Exercise ▸ Write the entries out exactly, with the final line being the one containing "#[derive(Debug, Clone, Copy, Serialize, PartialEq, Eq)]".
======== Supplied material
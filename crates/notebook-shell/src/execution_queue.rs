use crate::error::ExecutionError;
use crate::format::serialize_notebook;
use crate::kernel::CellResult;
use crate::notebook_state::{Notebook, RunState};
use log::{debug, info, warn};
use serde::Serialize;
use std::collections::VecDeque;

/// Status of a queued cell
#[derive(Debug, Clone, Copy, Serialize, PartialEq, Eq)]
#[serde(rename_all = "snake_case")]
pub enum CellQueueStatus {
    /// Waiting in queue
    Pending,
    /// Currently executing
    Executing,
}

/// A cell in the execution queue
#[derive(Debug, Clone, Serialize, PartialEq, Eq)]
pub struct QueuedCell {
    pub cell_id: String,
    pub index: usize,
    pub status: CellQueueStatus,
    /// Position in queue (0 = currently executing)
    pub position: usize,
}

/// Queue state handed to the view layer
#[derive(Debug, Clone, Serialize, PartialEq, Eq)]
pub struct ExecutionQueueState {
    /// Is a run in progress?
    pub processing: bool,
    /// Cells still in the queue, executing cell first
    pub cells: Vec<QueuedCell>,
    /// ID of currently executing cell (if any)
    pub executing_cell_id: Option<String>,
}

#[derive(Debug, Clone, Copy, Serialize, PartialEq, Eq, Default)]
#[serde(rename_all = "snake_case")]
pub enum CoordinatorState {
    #[default]
    Idle,
    Running,
}

#[derive(Debug, Clone, Copy, PartialEq, Eq)]
pub enum StartOutcome {
    /// A run began; results must carry this epoch to be applied.
    Started { epoch: u64 },
    /// The queue was empty.
    NothingToRun,
}

/// One backend request: run the cell at `index` of `notebook_json`.
#[derive(Debug, Clone)]
pub struct StepRequest {
    pub epoch: u64,
    pub index: usize,
    pub cell_id: String,
    pub notebook_json: String,
}

#[derive(Debug, Clone)]
pub enum NextStep {
    Submit(StepRequest),
    /// The queue drained without error.
    Finished,
    /// The run ended before a request could be built.
    Aborted(ExecutionError),
    /// The run was stopped or replaced, or a request is already in flight.
    NotRunning,
}

#[derive(Debug, Clone, PartialEq, Eq)]
pub enum StepOutcome {
    /// Result applied; the next queued cell is now running.
    Continue,
    /// Result applied; the queue is exhausted.
    Finished,
    /// Result applied; the run ended on this error.
    Aborted(ExecutionError),
    /// Result belongs to a run that was stopped; it was discarded.
    Stale,
}

/// Drives one run queue against a notebook, one cell at a time.
///
/// The coordinator never talks to the backend itself. The caller asks for
/// the next [`StepRequest`], awaits the backend, and feeds the result back
/// through [`ExecutionCoordinator::apply_result`]. Every `start` and `stop`
/// bumps the epoch, so a result for a cancelled run is recognized and dropped.
///
/// Queued cells are tracked by id. Indices are resolved against the notebook
/// at each step, so cells may be added, moved or deleted during a run.
#[derive(Debug, Default)]
pub struct ExecutionCoordinator {
    state: CoordinatorState,
    /// Queued cell ids; the head is the running cell
    queue: VecDeque<String>,
    epoch: u64,
    in_flight: bool,
}
//! Debounced background saves.
//!
//! Each schedule for a key supersedes the previous one; only the most recent
//! task runs, once the delay has passed without another schedule.

use log::debug;
use std::collections::HashMap;
use std::future::Future;
use std::sync::atomic::{AtomicU64, Ordering};
use std::sync::{Arc, Mutex};
use std::time::Duration;
use tokio::task::JoinHandle;

#[derive(Debug, Clone)]
pub struct Debouncer {
    delay: Duration,
    /// Generation of the live task per key
    pending: Arc<Mutex<HashMap<String, u64>>>,
    generation: Arc<AtomicU64>,
}

impl Debouncer {
    pub fn new(delay: Duration) -> Self {
        Self {
            delay,
            pending: Arc::new(Mutex::new(HashMap::new())),
            generation: Arc::new(AtomicU64::new(0)),
        }
    }

    pub fn delay(&self) -> Duration {
        self.delay
    }

    /// Run `task` after the delay unless `key` is scheduled or cancelled again
    /// first. Must be called from within a tokio runtime.
    pub fn schedule<F>(&self, key: &str, task: F) -> JoinHandle<()>
    where
        F: Future<Output = ()> + Send + 'static,
    {
        let generation = self.generation.fetch_add(1, Ordering::SeqCst) + 1;
        self.lock().insert(key.to_string(), generation);

        let pending = self.pending.clone();
        let delay = self.delay;
        let key = key.to_string();
        tokio::spawn(async move {
            tokio::time::sleep(delay).await;
            let current = {
                let mut pending = pending.lock().unwrap_or_else(|e| e.into_inner());
                if pending.get(&key) == Some(&generation) {
                    pending.remove(&key);
                    true
                } else {
                    false
                }
            };
            if current {
                task.await;
            } else {
                debug!("[save] Superseded save for {} (generation {})", key, generation);
            }
        })
    }

    /// Drop the pending task for `key`. Returns true if one was pending.
    pub fn cancel(&self, key: &str) -> bool {
        self.lock().remove(key).is_some()
    }

    pub fn is_pending(&self, key: &str) -> bool {
        self.lock().contains_key(key)
    }

    /// Keys with a task waiting to fire.
    pub fn pending_keys(&self) -> Vec<String> {
        self.lock().keys().cloned().collect()
    }

    fn lock(&self) -> std::sync::MutexGuard<'_, HashMap<String, u64>> {
        self.pending.lock().unwrap_or_else(|e| e.into_inner())
    }
}
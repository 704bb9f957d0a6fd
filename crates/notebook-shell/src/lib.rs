//! Notebook execution core for a desktop code-editing shell.
//!
//! Turns "run this cell / above / down / all" and "stop" into an ordered,
//! cancellable sequence of requests against a stateful backend interpreter,
//! and keeps open documents in a bounded cache that never drops the visible
//! document or one that is still executing.

pub mod controller;
pub mod debounce;
pub mod document_cache;
pub mod document_store;
pub mod error;
pub mod execution_queue;
pub mod execution_state;
pub mod format;
pub mod kernel;
pub mod notebook_state;
pub mod run_queue;
pub mod settings;
pub mod view;

pub use controller::{NotebookController, RunOutcome};
pub use document_cache::{CacheLimits, DocumentBuffer, DocumentCache, EvictionGuard, TextBuffer};
pub use document_store::{DocumentStore, FsDocumentStore};
pub use error::{ControllerError, ExecutionError, NotebookError};
pub use execution_queue::{ExecutionCoordinator, ExecutionQueueState};
pub use execution_state::{ExecutionSnapshot, ExecutionStateStore};
pub use kernel::{BackendScope, CellResult, ExecutionBackend};
pub use notebook_state::{Cell, CellKind, Notebook, RunState};
pub use run_queue::{build_run_queue, RunScope};
pub use settings::{load_settings, save_settings, ShellSettings};
pub use view::{NoticeLevel, NotebookView, NullView};
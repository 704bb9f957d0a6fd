//! Run-queue construction: which cells a "run" action submits, and in what order.

use crate::notebook_state::Cell;
use serde::{Deserialize, Serialize};

/// Range of cells a user action asks to run.
#[derive(Debug, Clone, Copy, PartialEq, Eq, Serialize, Deserialize)]
#[serde(tag = "scope", content = "index", rename_all = "snake_case")]
pub enum RunScope {
    /// Only cell `i`
    Single(usize),
    /// Cells `0..=i`
    Above(usize),
    /// Cells `i..end`
    Down(usize),
    All,
}

impl RunScope {
    /// Inclusive index range this scope covers in a notebook of `len` cells,
    /// or `None` when nothing falls inside it.
    fn bounds(self, len: usize) -> Option<(usize, usize)> {
        if len == 0 {
            return None;
        }
        let last = len - 1;
        match self {
            RunScope::Single(i) if i <= last => Some((i, i)),
            RunScope::Single(_) => None,
            RunScope::Above(i) => Some((0, i.min(last))),
            RunScope::Down(i) if i <= last => Some((i, last)),
            RunScope::Down(_) => None,
            RunScope::All => Some((0, last)),
        }
    }
}

/// Build the ordered list of runnable cell indices for `scope`.
///
/// Markdown cells are skipped even inside the range. The result is strictly
/// increasing; an empty result means there is nothing to run.
pub fn build_run_queue(cells: &[Cell], scope: RunScope) -> Vec<usize> {
    let Some((start, end)) = scope.bounds(cells.len()) else {
        return Vec::new();
    };
    (start..=end)
        .filter(|&idx| cells[idx].kind.is_runnable())
        .collect()
}
use base64::{
    Engine,
    engine::general_purpose::{STANDARD, STANDARD_NO_PAD},
};
use chrono::{DateTime, Utc};
use serde::{Deserialize, Serialize};
use serde_json::Value as Json;
use sha2::{Digest, Sha256};
use zeroize::Zeroizing;

use super::{CertificateDetails, CredentialType, VersionDetails};
use crate::error::{Result, VaultError};

/// The plaintext payload of a credential version, one variant per type.
#[derive(Clone, Debug, PartialEq, Serialize, Deserialize)]
#[serde(tag = "type", rename_all = "lowercase")]
pub enum CredentialValue {
    Value {
        value: String,
    },
    Json {
        value: Json,
    },
    Password {
        password: String,
    },
    User {
        username: Option<String>,
        password: String,
        salt: String,
    },
    Certificate(CertificateValue),
    Ssh {
        public_key: String,
        private_key: String,
    },
    Rsa {
        public_key: String,
        private_key: String,
    },
}

#[derive(Clone, Debug, Default, PartialEq, Serialize, Deserialize)]
pub struct CertificateValue {
    pub ca: Option<String>,
    pub certificate: String,
    pub private_key: Option<String>,
    pub ca_name: Option<String>,
    #[serde(default)]
    pub certificate_authority: bool,
    #[serde(default)]
    pub self_signed: bool,
    pub expiry_date: Option<DateTime<Utc>>,
}

impl CredentialValue {
    pub fn credential_type(&self) -> CredentialType {
        match self {
            CredentialValue::Value { .. } => CredentialType::Value,
            CredentialValue::Json { .. } => CredentialType::Json,
            CredentialValue::Password { .. } => CredentialType::Password,
            CredentialValue::User { .. } => CredentialType::User,
            CredentialValue::Certificate(_) => CredentialType::Certificate,
            CredentialValue::Ssh { .. } => CredentialType::Ssh,
            CredentialValue::Rsa { .. } => CredentialType::Rsa,
        }
    }

    /// The part that gets encrypted, serialised as JSON.
    pub(crate) fn secret_bytes(&self) -> Result<Zeroizing<Vec<u8>>> {
        let secret = match self {
            CredentialValue::Value { value } => Json::String(value.clone()),
            CredentialValue::Json { value } => value.clone(),
            CredentialValue::Password { password } | CredentialValue::User { password, .. } => {
                Json::String(password.clone())
            }
            CredentialValue::Certificate(cert) => match &cert.private_key {
                Some(key) => Json::String(key.clone()),
                None => Json::Null,
            },
            CredentialValue::Ssh { private_key, .. } | CredentialValue::Rsa { private_key, .. } => {
                Json::String(private_key.clone())
            }
        };
        Ok(Zeroizing::new(serde_json::to_vec(&secret)?))
    }

    /// The public columns stored next to the version row.
    pub(crate) fn details(&self, transitional: bool) -> VersionDetails {
        match self {
            CredentialValue::Value { .. }
            | CredentialValue::Json { .. }
            | CredentialValue::Password { .. } => VersionDetails::Plain,
            CredentialValue::User { username, salt, .. } => VersionDetails::User {
                username: username.clone(),
                salt: salt.clone(),
            },
            CredentialValue::Certificate(cert) => VersionDetails::Certificate(CertificateDetails {
                certificate: cert.certificate.clone(),
                ca: cert.ca.clone(),
                ca_name: cert.ca_name.clone(),
                transitional,
                certificate_authority: cert.certificate_authority,
                self_signed: cert.self_signed,
            }),
            CredentialValue::Ssh { public_key, .. } | CredentialValue::Rsa { public_key, .. } => {
                VersionDetails::PublicKey {
                    public_key: public_key.clone(),
                }
            }
        }
    }

    pub(crate) fn expiry_date(&self) -> Option<DateTime<Utc>> {
        match self {
            CredentialValue::Certificate(cert) => cert.expiry_date,
            _ => None,
        }
    }

    /// Reassemble a value from its decrypted secret and public columns.
    pub(crate) fn from_parts(
        credential_type: CredentialType,
        secret: &[u8],
        details: &VersionDetails,
        expiry_date: Option<DateTime<Utc>>,
    ) -> Result<Self> {
        let secret: Json = serde_json::from_slice(secret)?;
        let string = |secret: Json| match secret {
            Json::String(s) => Ok(s),
            other => Err(VaultError::Storage(format!(
                "expected a string secret for {credential_type}, found {other}"
            ))),
        };
        let mismatch = || {
            VaultError::Storage(format!(
                "stored columns do not match credential type {credential_type}"
            ))
        };

        Ok(match (credential_type, details) {
            (CredentialType::Value, _) => CredentialValue::Value {
                value: string(secret)?,
            },
            (CredentialType::Json, _) => CredentialValue::Json { value: secret },
            (CredentialType::Password, _) => CredentialValue::Password {
                password: string(secret)?,
            },
            (CredentialType::User, VersionDetails::User { username, salt }) => CredentialValue::User {
                username: username.clone(),
                password: string(secret)?,
                salt: salt.clone(),
            },
            (CredentialType::Certificate, VersionDetails::Certificate(cert)) => {
                let private_key = match secret {
                    Json::Null => None,
                    other => Some(string(other)?),
                };
                CredentialValue::Certificate(CertificateValue {
                    ca: cert.ca.clone(),
                    certificate: cert.certificate.clone(),
                    private_key,
                    ca_name: cert.ca_name.clone(),
                    certificate_authority: cert.certificate_authority,
                    self_signed: cert.self_signed,
                    expiry_date,
                })
            }
            (CredentialType::Ssh, VersionDetails::PublicKey { public_key }) => CredentialValue::Ssh {
                public_key: public_key.clone(),
                private_key: string(secret)?,
            },
            (CredentialType::Rsa, VersionDetails::PublicKey { public_key }) => CredentialValue::Rsa {
                public_key: public_key.clone(),
                private_key: string(secret)?,
            },
            _ => return Err(mismatch()),
        })
    }

    /// OpenSSH style `SHA256:...` fingerprint of an ssh public key.
    pub fn public_key_fingerprint(&self) -> Option<String> {
        let CredentialValue::Ssh { public_key, .. } = self else {
            return None;
        };
        let blob = public_key.split_whitespace().nth(1)?;
        let decoded = STANDARD.decode(blob).ok()?;
        Some(format!(
            "SHA256:{}",
            STANDARD_NO_PAD.encode(Sha256::digest(&decoded))
        ))
    }
}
================
Expected answer ▸
filename crates/notebook-shell/src/execution_queue.rs
use crate::error::ExecutionError;
use crate::format::serialize_notebook;
use crate::kernel::CellResult;
use crate::notebook_state::{Notebook, RunState};
use log::{debug, info, warn};
use serde::Serialize;
use std::collections::VecDeque;

/// Status of a queued cell
#[derive(Debug, Clone, Copy, Serialize, PartialEq, Eq)]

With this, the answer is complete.